放電電極5に印加する交流電圧や直流電圧の数値は、色々な組み合わせが考えられるが、本実施の形態では放電電極5に、一例としてAC550Vpp(三角波1kHz)にDCバイアスで−700Vの電圧を重畳して放電制御電圧として印加した。放電電極5に交流電圧のみを印加すると正負のイオンが生成されるが、正の直流電圧を重畳することにより、正のイオンのみを選別することができ、放電を安定させることができる。尚、負のイオンのみを選別するには交流電圧に負の直流電圧を重畳すればよい。
放電電極5に放電制御電圧を印加しただけでは放電は起こらず、更に別途、加熱手段6を制御して、放電電極5を基板3側から選択的に加熱(100〜300℃)することにより、選択的に加熱された放電電極5の放電発生部5aから放電が発生する。
放電が発生するとイオン生成可能な雰囲気中ではイオンが生成され、トナー担持体20へ向かってイオンが照射される。
【0064】
本実施の形態におけるイオン照射ヘッド1Aは、放電制御電圧が印加された放電電極5の各々の放電発生部5aの温度を制御して放電の発生制御を行うものであるため、放電電極5に印加する電圧は一定で制御が不要であり、加熱手段6による加熱の有無を制御するだけで、イオンの発生制御を行うことができ、多量のイオンを効率的に発生させることができる。
図1で説明したように、印字媒体30の表面に設けた導体層32を接地することにより、放電電極5と印字媒体30の間の電位差によって、放電電極5aから印字媒体30の方向に向かって正のイオンが移動する。このとき、放電電極5と印字媒体30の間にトナー担持体20が配設されているので、正のイオンはトナー担持体20の表面に照射され、その電荷の作用によって帯電トナー23が印字媒体30の記録面32a側に移動して画像が形成される。
尚、イオン照射ヘッド1Aの放電電極5と印字媒体30との間に電位差があればよいので、電位差設定部の媒体側電圧選択部24により印字媒体30の導体層32を接地する代わりに、放電制御電圧の一部を分配して印加してもよい。

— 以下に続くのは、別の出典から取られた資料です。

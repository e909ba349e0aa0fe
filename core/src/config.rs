use skill::{SkillOptions, MAX_RATING, MIN_RATING};
use std::str::FromStr;
use uci::{UciOption, UciOptionType, UciOutput};

macro_rules! define_config {
    ($(($field:ident: $type:ty, $uci_name:literal, $uci_type:expr, $default:expr)),* $(,)?) => {
        #[derive(Debug, Clone)]
        pub struct EngineConfig {
            $(pub $field: ConfigParam<$type>,)*
        }

        impl Default for EngineConfig {
            fn default() -> Self {
                Self {
                    $($field: ConfigParam {
                        value: $default,
                        uci: UciOption { name: $uci_name, option_type: $uci_type },
                    },)*
                }
            }
        }

        impl EngineConfig {
            /// Option names match regardless of case, as UCI requires.
            pub fn update_from_uci(&mut self, uci_name: &str, value: &str) -> Result<(), String> {
                $(if uci_name.eq_ignore_ascii_case($uci_name) {
                    return self.$field.update_from_uci(value);
                })*
                Err(format!("Unknown parameter: {}", uci_name))
            }

            pub fn to_uci(&self, output: &std::sync::mpsc::Sender<UciOutput>) -> Result<(), std::sync::mpsc::SendError<UciOutput>> {
                $(output.send(UciOutput::Option(self.$field.to_uci()))?;)*
                Ok(())
            }
        }
    };
}

define_config!(
    (limit_strength: bool, "UCI_LimitStrength", UciOptionType::Check, false),
    (elo: i32, "UCI_Elo", UciOptionType::Spin { min: MIN_RATING, max: MAX_RATING }, MIN_RATING),
    (simulate_blunders: bool, "Simulate Human Blunders", UciOptionType::Check, false),
    // Accepted and reported; there is no search to limit
    (handicapped_depth: bool, "Handicapped Depth", UciOptionType::Check, false),
    (avatar_file: String, "Avatar File", UciOptionType::String, String::new()),
);

impl EngineConfig {
    pub fn skill_options(&self) -> SkillOptions {
        SkillOptions {
            limit_strength: self.limit_strength.value,
            elo: self.elo.value,
            simulate_blunders: self.simulate_blunders.value,
            handicapped_depth: self.handicapped_depth.value,
        }
    }
}

#[derive(Debug, Clone)]
pub struct ConfigParam<T> {
    pub value: T,
    pub uci: UciOption,
}

impl<T> ConfigParam<T>
where
    T: FromStr + ToString + Clone,
    T::Err: std::fmt::Display,
{
    pub fn update_from_uci(&mut self, value: &str) -> Result<(), String> {
        let option_type = &self.uci.option_type;
        option_type.validate(value)?;

        let new_value = option_type
            .normalize(value)
            .parse::<T>()
            .map_err(|e| format!("Parse error: {}", e))?;

        self.value = new_value;
        Ok(())
    }

    pub fn to_uci(&self) -> String {
        self.uci.option_type.to_uci(self.uci.name, &self.value)
    }
}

また、放電電極5と印字媒体30との間には、放電制御電圧に相当する電位差が発生していればよいので、放電制御電圧に相当する電圧を直接、放電電極5と印字媒体30との間に印加する代わりに、放電制御電圧に相当する電位差を発生させる電界の中にイオン照射ヘッド1A,トナー担持体20,印字媒体30などを置いてもよい。例えば、対向配置した印字媒体30と電界形成用電極の間に放電制御電圧よりも高い電圧(電界形成用電圧)を印加しておき、印字媒体30と電界形成用電極の間にイオン照射ヘッド1Aやトナー担持体20を配置することにより、放電電極5と印字媒体30との間に、放電制御電圧に相当する電位差を発生させることができる。
【0065】
放電ユニット2の放電電極5に対し、加熱手段6の光照射部が発するレーザ光をポリゴンミラーやガルバノミラーなどの光走査部(図示せず)で走査させたり、加熱手段6自身を加熱手段走査部(図示せず)でシリアル走査させたりすることにより、任意の放電発生部5aを加熱することができ、印字媒体30に画像を形成することができる。このとき、放電ユニット2を固定した状態で放電電極5を選択的に加熱して放電発生部5aから放電を発生させることができ、位置ずれのない高品質な画像を形成することが可能で、画像品質の信頼性に優れる。尚、レーザ光を光ファイバーで集光して照射してもよい。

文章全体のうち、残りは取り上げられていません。